I have a 20-minute drive to and from work, so it's nice to listen to something on the radio. But the news is still too depressing these days. (I used to time my drive based on which segment was playing on NPR,
Gerald Mohr as Philip Marlowe |
before I stopped listening to it.) I switched to old-time radio shows like The Adventures of Philip Marlowe--every episode was exactly the same. Marlowe takes on a case, finds a beautiful girl, gets beaten up, beats up one of his attackers to even the score, solves the case, walks off with the dame. When all those segments were used up, I went to The Halls of Ivy starring Mr. and Mrs. Ronald Coleman, which later became a TV sitcom. At first it was interesting to hear Coleman's distinctive voice, along with that of his wife. They guest-starred on the Jack Benny Show many times as themselves, playing his neighbors who can't stand Jack and keep inventing excuses to pass up his party and dinner invitations. In The Halls of Ivy, they play a college professor and his wife, a former British musical comedy star. But the series was pure drivel after a while.
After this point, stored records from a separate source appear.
//! In-memory data service for tests and demos.
//!
//! Serves raw rows from memory, applies mutations to them, and records every
//! call it receives. Failures and latency can be scripted per operation.

use super::wire::{
    PeriodQuery, ProductActionBody, RawAlert, RawBlockedIp, RawOrder, RawProduct, RawUser,
    RoleChangeBody, SecurityActionBody, SecurityOverview, UserStatusBody,
};
use super::{DataService, ServiceFuture};
use crate::error::ConsoleError;
use chrono::{DateTime, Duration as Days, Utc};
use std::collections::{HashMap, VecDeque};
use std::sync::{Arc, Mutex, MutexGuard, PoisonError};
use std::time::Duration;

/// Service operations, one per trait method
#[derive(Debug, Clone, Copy, PartialEq, Eq, Hash)]
pub enum Operation {
    /// `list_users`
    ListUsers,
    /// `list_products`
    ListProducts,
    /// `list_orders`
    ListOrders,
    /// `security_overview`
    SecurityOverview,
    /// `change_role`
    ChangeRole,
    /// `update_user`
    UpdateUser,
    /// `product_action`
    ProductAction,
    /// `security_action`
    SecurityAction,
}

/// A recorded call with its payload
#[derive(Debug, Clone, PartialEq)]
pub enum ServiceCall {
    /// Users listed
    ListUsers(PeriodQuery),
    /// Products listed
    ListProducts(PeriodQuery),
    /// Orders listed
    ListOrders(PeriodQuery),
    /// Security overview fetched
    SecurityOverview,
    /// Role changed
    ChangeRole(RoleChangeBody),
    /// Status or fee changed
    UpdateUser(UserStatusBody),
    /// Product acted on
    ProductAction(ProductActionBody),
    /// Security action
    SecurityAction(SecurityActionBody),
}

impl ServiceCall {
    /// Operation this call belongs to
    #[must_use]
    pub const fn operation(&self) -> Operation {
        match self {
            Self::ListUsers(_) => Operation::ListUsers,
            Self::ListProducts(_) => Operation::ListProducts,
            Self::ListOrders(_) => Operation::ListOrders,
            Self::SecurityOverview => Operation::SecurityOverview,
            Self::ChangeRole(_) => Operation::ChangeRole,
            Self::UpdateUser(_) => Operation::UpdateUser,
            Self::ProductAction(_) => Operation::ProductAction,
            Self::SecurityAction(_) => Operation::SecurityAction,
        }
    }
}

#[derive(Debug, Default)]
struct Inner {
    users: Vec<RawUser>,
    products: Vec<RawProduct>,
    orders: Vec<RawOrder>,
    orders_by_period: HashMap<&'static str, Vec<RawOrder>>,
    alerts: Vec<RawAlert>,
    blocked_ips: Vec<RawBlockedIp>,
    calls: Vec<ServiceCall>,
    failures: HashMap<Operation, VecDeque<ConsoleError>>,
    delays: HashMap<Operation, VecDeque<Duration>>,
    now: Option<DateTime<Utc>>,
}

impl Inner {
    fn user_mut(&mut self, id: &str) -> Result<&mut RawUser, ConsoleError> {
        self.users
            .iter_mut()
            .find(|u| u.user_id == id)
            .ok_or_else(|| ConsoleError::not_found(format!("User {id} not found")))
    }

    fn now(&self) -> DateTime<Utc> {
        self.now.unwrap_or_else(Utc::now)
    }

    fn security(&self) -> SecurityOverview {
        let now = self.now();
        let mut overview = SecurityOverview {
            alerts: self.alerts.clone(),
            blocked_ips: self.blocked_ips.clone(),
            ..SecurityOverview::default()
        };
        let stats = &mut overview.stats;
        stats.unacknowledged_alerts = count(self.alerts.iter().filter(|a| !a.acknowledged));
        stats.critical_alerts_24h = count(self.alerts.iter().filter(|a| {
            a.severity.eq_ignore_ascii_case("critical") && now - a.created_at <= Days::hours(24)
        }));
        stats.brute_force_attempts =
            count(self.alerts.iter().filter(|a| a.alert_type == "brute_force"));
        stats.rate_limit_exceeded =
            count(self.alerts.iter().filter(|a| a.alert_type == "rate_limit"));
        stats.blocked_ips_active = count(
            self.blocked_ips
                .iter()
                .filter(|b| b.expires_at.is_none_or(|expires| expires > now)),
        );
        overview
    }

    fn apply(&mut self, call: &ServiceCall) -> Result<(), ConsoleError> {
        match call {
            ServiceCall::ChangeRole(body) => {
                self.user_mut(&body.target_user_id)?.role = body.new_role.as_str().to_string();
            },
            ServiceCall::UpdateUser(UserStatusBody::UpdateStatus {
                user_id,
                status,
                reason,
            }) => {
                let user = self.user_mut(user_id)?;
                user.status = Some((*status).to_string());
                user.status_reason.clone_from(reason);
            },
            ServiceCall::UpdateUser(UserStatusBody::UpdateCustomFee {
                user_id,
                fee_percent,
            }) => {
                self.user_mut(user_id)?.custom_fee_rate = *fee_percent;
            },
            ServiceCall::ProductAction(body) => {
                let product = self
                    .products
                    .iter_mut()
                    .find(|p| p.id == body.product_id)
                    .ok_or_else(|| {
                        ConsoleError::not_found(format!("Product {} not found", body.product_id))
                    })?;
                let status = match body.action {
                    "block" => "blocked",
                    "delete" => "deleted",
                    _ => "active",
                };
                product.status = Some(status.to_string());
            },
            ServiceCall::SecurityAction(SecurityActionBody::AcknowledgeAlert { alert_id }) => {
                let alert = self
                    .alerts
                    .iter_mut()
                    .find(|a| a.id == *alert_id)
                    .ok_or_else(|| ConsoleError::not_found(format!("Alert {alert_id} not found")))?;
                alert.acknowledged = true;
            },
            ServiceCall::SecurityAction(SecurityActionBody::BlockIp {
                ip_address,
                reason,
                expires_in_days,
            }) => {
                let now = self.now();
                self.blocked_ips.retain(|b| b.ip_address != *ip_address);
                self.blocked_ips.push(RawBlockedIp {
                    ip_address: ip_address.clone(),
                    reason: Some(reason.clone()),
                    blocked_at: now,
                    expires_at: expires_in_days.map(|days| now + Days::days(i64::from(days))),
                });
            },
            ServiceCall::SecurityAction(SecurityActionBody::UnblockIp { ip_address }) => {
                let before = self.blocked_ips.len();
                self.blocked_ips.retain(|b| b.ip_address != *ip_address);
                if self.blocked_ips.len() == before {
                    return Err(ConsoleError::not_found(format!(
                        "{ip_address} is not blocked"
                    )));
                }
            },
            ServiceCall::ListUsers(_)
            | ServiceCall::ListProducts(_)
            | ServiceCall::ListOrders(_)
            | ServiceCall::SecurityOverview => {},
        }
        Ok(())
    }
}

fn count<T>(iter: impl Iterator<Item = T>) -> u32 {
    u32::try_from(iter.count()).unwrap_or(u32::MAX)
}

/// In-memory [`DataService`]
///
/// Cloning shares the same data and call log. Results are computed and
/// mutations applied when the call is issued; a scripted delay only holds
/// back the response.
#[derive(Debug, Clone, Default)]
pub struct MockDataService {
    inner: Arc<Mutex<Inner>>,
}

impl MockDataService {
    /// Empty service
    #[must_use]
    pub fn new() -> Self {
        Self::default()
    }

    fn lock(&self) -> MutexGuard<'_, Inner> {
        self.inner.lock().unwrap_or_else(PoisonError::into_inner)
    }

    /// Seed users
    #[must_use]
    pub fn with_users(self, users: Vec<RawUser>) -> Self {
        self.lock().users = users;
        self
    }

    /// Seed products
    #[must_use]
    pub fn with_products(self, products: Vec<RawProduct>) -> Self {
        self.lock().products = products;
        self
    }

    /// Seed orders returned for any period without a specific list
    #[must_use]
    pub fn with_orders(self, orders: Vec<RawOrder>) -> Self {
        self.lock().orders = orders;
        self
    }

    /// Seed orders returned for one period name (`"7days"`, `"today"`, ...)
    #[must_use]
    pub fn with_period_orders(self, period: &'static str, orders: Vec<RawOrder>) -> Self {
        self.lock().orders_by_period.insert(period, orders);
        self
    }

    /// Seed alerts
    #[must_use]
    pub fn with_alerts(self, alerts: Vec<RawAlert>) -> Self {
        self.lock().alerts = alerts;
        self
    }

    /// Seed blocked addresses
    #[must_use]
    pub fn with_blocked_ips(self, blocked_ips: Vec<RawBlockedIp>) -> Self {
        self.lock().blocked_ips = blocked_ips;
        self
    }

    /// Pin the time used for new blocks and 24h counters
    #[must_use]
    pub fn with_now(self, now: DateTime<Utc>) -> Self {
        self.lock().now = Some(now);
        self
    }

    /// Make the next call of `operation` fail with `error`
    pub fn fail_next(&self, operation: Operation, error: ConsoleError) {
        self.lock()
            .failures
            .entry(operation)
            .or_default()
            .push_back(error);
    }

    /// Hold back the response of the next call of `operation`
    pub fn delay_next(&self, operation: Operation, delay: Duration) {
        self.lock()
            .delays
            .entry(operation)
            .or_default()
            .push_back(delay);
    }

    /// Every call received, in order
    #[must_use]
    pub fn calls(&self) -> Vec<ServiceCall> {
        self.lock().calls.clone()
    }

    /// Calls of one operation, in order
    #[must_use]
    pub fn calls_to(&self, operation: Operation) -> Vec<ServiceCall> {
        self.lock()
            .calls
            .iter()
            .filter(|call| call.operation() == operation)
            .cloned()
            .collect()
    }

    /// Current users, including applied mutations
    #[must_use]
    pub fn users(&self) -> Vec<RawUser> {
        self.lock().users.clone()
    }

    /// Current products, including applied mutations
    #[must_use]
    pub fn products(&self) -> Vec<RawProduct> {
        self.lock().products.clone()
    }

    fn respond<T, F>(&self, call: ServiceCall, read: F) -> ServiceFuture<T>
    where
        T: Send + 'static,
        F: FnOnce(&mut Inner) -> Result<T, ConsoleError>,
    {
        let (result, delay) = {
            let mut inner = self.lock();
            let operation = call.operation();
            let delay = inner
                .delays
                .get_mut(&operation)
                .and_then(VecDeque::pop_front);
            let failure = inner
                .failures
                .get_mut(&operation)
                .and_then(VecDeque::pop_front);

            let result = match failure {
                Some(error) => Err(error),
                None => inner.apply(&call).and_then(|()| read(&mut *inner)),
            };
            inner.calls.push(call);
            (result, delay)
        };

        Box::pin(async move {
            if let Some(delay) = delay {
                tokio::time::sleep(delay).await;
            }
            result
        })
    }
}

impl DataService for MockDataService {
    fn list_users(&self, period: PeriodQuery) -> ServiceFuture<Vec<RawUser>> {
        self.respond(ServiceCall::ListUsers(period), |inner| Ok(inner.users.clone()))
    }

    fn list_products(&self, period: PeriodQuery) -> ServiceFuture<Vec<RawProduct>> {
        self.respond(ServiceCall::ListProducts(period), |inner| {
            Ok(inner.products.clone())
        })
    }

    fn list_orders(&self, period: PeriodQuery) -> ServiceFuture<Vec<RawOrder>> {
        let name = period.period;
        self.respond(ServiceCall::ListOrders(period), move |inner| {
            Ok(inner
                .orders_by_period
                .get(name)
                .unwrap_or(&inner.orders)
                .clone())
        })
    }

    fn security_overview(&self) -> ServiceFuture<SecurityOverview> {
        self.respond(ServiceCall::SecurityOverview, |inner| Ok(inner.security()))
    }

    fn change_role(&self, body: RoleChangeBody) -> ServiceFuture<()> {
        self.respond(ServiceCall::ChangeRole(body), |_| Ok(()))
    }

    fn update_user(&self, body: UserStatusBody) -> ServiceFuture<()> {
        self.respond(ServiceCall::UpdateUser(body), |_| Ok(()))
    }

    fn product_action(&self, body: ProductActionBody) -> ServiceFuture<()> {
        self.respond(ServiceCall::ProductAction(body), |_| Ok(()))
    }

    fn security_action(&self, body: SecurityActionBody) -> ServiceFuture<()> {
        self.respond(ServiceCall::SecurityAction(body), |_| Ok(()))
    }
}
Then I discovered podcasts
--Anderson Cooper's All There Is, his heartbreaking examination of grief after his mother Gloria Vanderbilt passed away. Her death brought memories of Anderson's father who died when he was 10 and his brother who committed suicide in front of their mother. He interviews celebrities such as Stephen Colbert, Laurie Anderson and Molly Shannon and experts on the grieving process. It somehow made me feel clamer to drive to work hearing stories of coping with mourning. My own travails weren't so bad.
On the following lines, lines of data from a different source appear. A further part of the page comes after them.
/// Store module - The runtime for reducers
pub mod store {
    use super::{
        Arc, AtomicBool, AtomicCounterGuard, AtomicUsize, DecrementGuard, Duration, Effect,
        EffectHandle, EffectTracking, Ordering, Reducer, RwLock, StoreError,
    };
    use tokio::sync::{broadcast, watch};

    /// Default capacity of the action broadcast channel
    const DEFAULT_BROADCAST_CAPACITY: usize = 64;

    /// The Store - runtime coordinator for a reducer
    ///
    /// The Store manages:
    /// 1. State (behind `RwLock`, written only by the reducer)
    /// 2. Reducer (orchestration rules)
    /// 3. Environment (injected collaborators)
    /// 4. Effect execution (with feedback loop)
    ///
    /// # Type Parameters
    ///
    /// - `S`: State type
    /// - `A`: Action type
    /// - `E`: Environment type
    /// - `R`: Reducer implementation
    pub struct Store<S, A, E, R>
    where
        R: Reducer<State = S, Action = A, Environment = E>,
    {
        state: Arc<RwLock<S>>,
        reducer: R,
        environment: E,
        shutdown: Arc<AtomicBool>,
        pending_effects: Arc<AtomicUsize>,
        /// Action broadcast channel for observing actions produced by effects.
        ///
        /// Every action produced by an effect is broadcast *after* the reducer
        /// has applied it, so an observer that sees an action can read state
        /// that already reflects it.
        action_broadcast: broadcast::Sender<A>,
    }

    impl<S, A, E, R> Store<S, A, E, R>
    where
        R: Reducer<State = S, Action = A, Environment = E> + Send + Sync + 'static,
        A: Send + Clone + 'static,
        S: Send + Sync + 'static,
        E: Send + Sync + 'static,
    {
        /// Create a new store with initial state, reducer, and environment
        #[must_use]
        pub fn new(initial_state: S, reducer: R, environment: E) -> Self {
            Self::with_broadcast_capacity(
                initial_state,
                reducer,
                environment,
                DEFAULT_BROADCAST_CAPACITY,
            )
        }

        /// Create a new Store with custom action broadcast capacity
        ///
        /// Increase the capacity when observers (presentation layer, tests)
        /// frequently lag behind bursts of terminal events.
        #[must_use]
        pub fn with_broadcast_capacity(
            initial_state: S,
            reducer: R,
            environment: E,
            capacity: usize,
        ) -> Self {
            let (action_broadcast, _) = broadcast::channel(capacity.max(1));

            Self {
                state: Arc::new(RwLock::new(initial_state)),
                reducer,
                environment,
                shutdown: Arc::new(AtomicBool::new(false)),
                pending_effects: Arc::new(AtomicUsize::new(0)),
                action_broadcast,
            }
        }

        /// Number of effects currently running across all actions
        #[must_use]
        pub fn pending_effects(&self) -> usize {
            self.pending_effects.load(Ordering::Acquire)
        }

        /// Initiate graceful shutdown of the store
        ///
        /// This method:
        /// 1. Sets the shutdown flag (rejecting new actions)
        /// 2. Waits for pending effects to complete (with timeout)
        ///
        /// A remote call that never returns keeps its effect pending; the
        /// store does not cancel it.
        ///
        /// # Errors
        ///
        /// Returns [`StoreError::ShutdownTimeout`] if the timeout expires before all
        /// pending effects complete.
        pub async fn shutdown(&self, timeout: Duration) -> Result<(), StoreError> {
            tracing::info!("Initiating graceful shutdown");
            metrics::counter!("store.shutdown.initiated").increment(1);

            self.shutdown.store(true, Ordering::Release);

            let start = std::time::Instant::now();
            let poll_interval = Duration::from_millis(25);

            loop {
                let pending = self.pending_effects.load(Ordering::Acquire);

                if pending == 0 {
                    tracing::info!("All effects completed, shutdown successful");
                    return Ok(());
                }

                if start.elapsed() >= timeout {
                    tracing::warn!(pending_effects = pending, "Shutdown timeout");
                    metrics::counter!("store.shutdown.timeout").increment(1);
                    return Err(StoreError::ShutdownTimeout(pending));
                }

                tokio::time::sleep(poll_interval).await;
            }
        }

        /// Send an action to the store
        ///
        /// 1. Acquires write lock on state
        /// 2. Calls reducer with (state, action, environment)
        /// 3. Starts the returned effects on spawned tasks
        ///
        /// `send()` returns once effects are started, not completed.
        ///
        /// # Errors
        ///
        /// Returns [`StoreError::ShutdownInProgress`] if the store is shutting down.
        #[tracing::instrument(skip(self, action), name = "store_send")]
        pub async fn send(&self, action: A) -> Result<EffectHandle, StoreError>
        where
            R: Clone,
            E: Clone,
        {
            if self.shutdown.load(Ordering::Acquire) {
                tracing::warn!("Rejected action: store is shutting down");
                metrics::counter!("store.shutdown.rejected_actions").increment(1);
                return Err(StoreError::ShutdownInProgress);
            }

            metrics::counter!("store.commands.total").increment(1);

            let (handle, tracking) = EffectHandle::new();

            let effects = {
                let mut state = self.state.write().await;

                let start = std::time::Instant::now();
                let effects = self.reducer.reduce(&mut *state, action, &self.environment);
                metrics::histogram!("store.reducer.duration_seconds")
                    .record(start.elapsed().as_secs_f64());

                tracing::trace!("Reducer completed, returned {} effects", effects.len());
                effects
            };

            for effect in effects {
                self.execute_effect(effect, tracking.clone());
            }

            Ok(handle)
        }

        /// Send an action and wait for a matching result action
        ///
        /// Subscribes to the action broadcast before sending, so a terminal
        /// action produced quickly is never missed.
        ///
        /// # Errors
        ///
        /// - [`StoreError::Timeout`]: Timeout expired before matching action received
        /// - [`StoreError::ChannelClosed`]: Action broadcast channel closed
        /// - [`StoreError::ShutdownInProgress`]: Store is shutting down
        pub async fn send_and_wait_for<F>(
            &self,
            action: A,
            predicate: F,
            timeout: Duration,
        ) -> Result<A, StoreError>
        where
            R: Clone,
            E: Clone,
            F: Fn(&A) -> bool,
        {
            let mut rx = self.action_broadcast.subscribe();

            self.send(action).await?;

            tokio::time::timeout(timeout, async {
                loop {
                    match rx.recv().await {
                        Ok(action) if predicate(&action) => return Ok(action),
                        Ok(_) => {},
                        Err(broadcast::error::RecvError::Lagged(skipped)) => {
                            tracing::warn!(skipped, "Action observer lagged");
                        },
                        Err(broadcast::error::RecvError::Closed) => {
                            return Err(StoreError::ChannelClosed);
                        },
                    }
                }
            })
            .await
            .map_err(|_| StoreError::Timeout)?
        }

        /// Subscribe to all actions produced by effects
        ///
        /// Actions sent directly through [`Store::send`] are not broadcast;
        /// terminal events from actors and delayed ticks are.
        #[must_use]
        pub fn subscribe_actions(&self) -> broadcast::Receiver<A> {
            self.action_broadcast.subscribe()
        }

        /// Read current state via a closure
        ///
        /// ```ignore
        /// let pending = store.state(|s| s.gate.is_pending()).await;
        /// ```
        pub async fn state<F, T>(&self, f: F) -> T
        where
            F: FnOnce(&S) -> T,
        {
            let state = self.state.read().await;
            f(&*state)
        }

        /// Apply an action produced by an effect, then broadcast it
        async fn feed_back(&self, action: A)
        where
            R: Clone,
            E: Clone,
        {
            let observed = action.clone();
            match self.send(action).await {
                Ok(_) => {
                    let _ = self.action_broadcast.send(observed);
                },
                Err(error) => {
                    tracing::debug!(%error, "Dropped feedback action");
                },
            }
        }

        /// Track one spawned effect in both the per-action handle and the
        /// store-wide shutdown counter.
        fn track(&self, tracking: &EffectTracking) -> (DecrementGuard, AtomicCounterGuard) {
            tracking.increment();
            self.pending_effects.fetch_add(1, Ordering::SeqCst);
            (
                DecrementGuard(tracking.clone()),
                AtomicCounterGuard(Arc::clone(&self.pending_effects)),
            )
        }

        /// Execute an effect with tracking
        ///
        /// - `None`: No-op
        /// - `Future`: Executes async computation, feeds resulting action back if `Some`
        /// - `Delay`: Waits for duration, then feeds the action back
        /// - `Parallel`: Executes effects concurrently
        /// - `Sequential`: Executes effects in order, waiting for each to complete
        ///
        /// A panicking effect is isolated in its task; the guards keep the
        /// counters consistent.
        #[allow(clippy::needless_pass_by_value)] // tracking is cloned into tasks
        fn execute_effect(&self, effect: Effect<A>, tracking: EffectTracking)
        where
            R: Clone,
            E: Clone,
        {
            match effect {
                Effect::None => {
                    metrics::counter!("store.effects.executed", "type" => "none").increment(1);
                },
                Effect::Future(fut) => {
                    metrics::counter!("store.effects.executed", "type" => "future").increment(1);
                    let guards = self.track(&tracking);
                    let store = self.clone();

                    tokio::spawn(async move {
                        let _guards = guards;

                        if let Some(action) = fut.await {
                            store.feed_back(action).await;
                        } else {
                            tracing::trace!("Effect::Future completed with no action");
                        }
                    });
                },
                Effect::Delay { duration, action } => {
                    metrics::counter!("store.effects.executed", "type" => "delay").increment(1);
                    let guards = self.track(&tracking);
                    let store = self.clone();

                    tokio::spawn(async move {
                        let _guards = guards;

                        tokio::time::sleep(duration).await;
                        store.feed_back(*action).await;
                    });
                },
                Effect::Parallel(effects) => {
                    metrics::counter!("store.effects.executed", "type" => "parallel").increment(1);
                    for effect in effects {
                        self.execute_effect(effect, tracking.clone());
                    }
                },
                Effect::Sequential(effects) => {
                    metrics::counter!("store.effects.executed", "type" => "sequential")
                        .increment(1);
                    let guards = self.track(&tracking);
                    let store = self.clone();

                    tokio::spawn(async move {
                        let _guards = guards;

                        for effect in effects {
                            let (sub_tx, mut sub_rx) = watch::channel(());
                            let sub_tracking = EffectTracking {
                                counter: Arc::new(AtomicUsize::new(0)),
                                notifier: sub_tx,
                            };

                            store.execute_effect(effect, sub_tracking.clone());

                            while sub_tracking.counter.load(Ordering::SeqCst) > 0 {
                                if sub_rx.changed().await.is_err() {
                                    break;
                                }
                            }
                        }
                    });
                },
            }
        }
    }

    impl<S, A, E, R> Clone for Store<S, A, E, R>
    where
        R: Reducer<State = S, Action = A, Environment = E> + Clone,
        E: Clone,
    {
        fn clone(&self) -> Self {
            Self {
                state: Arc::clone(&self.state),
                reducer: self.reducer.clone(),
                environment: self.environment.clone(),
                shutdown: Arc::clone(&self.shutdown),
                pending_effects: Arc::clone(&self.pending_effects),
                action_broadcast: self.action_broadcast.clone(),
            }
        }
    }
}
--Rachel Maddow's Ultra. Fascinating study of radical right-wing attempts to overthrow the democratic government in the 1930s and 40s.
--The Plot Thickens. TCM's podcast series of behind-the-scenes movie stories starting with a biography of Peter Bogdanavich who was one of my favorite directors, and then The Devil's Candy, a chronicle of the making of Bonfire of the Vanities, one of filmdom's biggest disasters.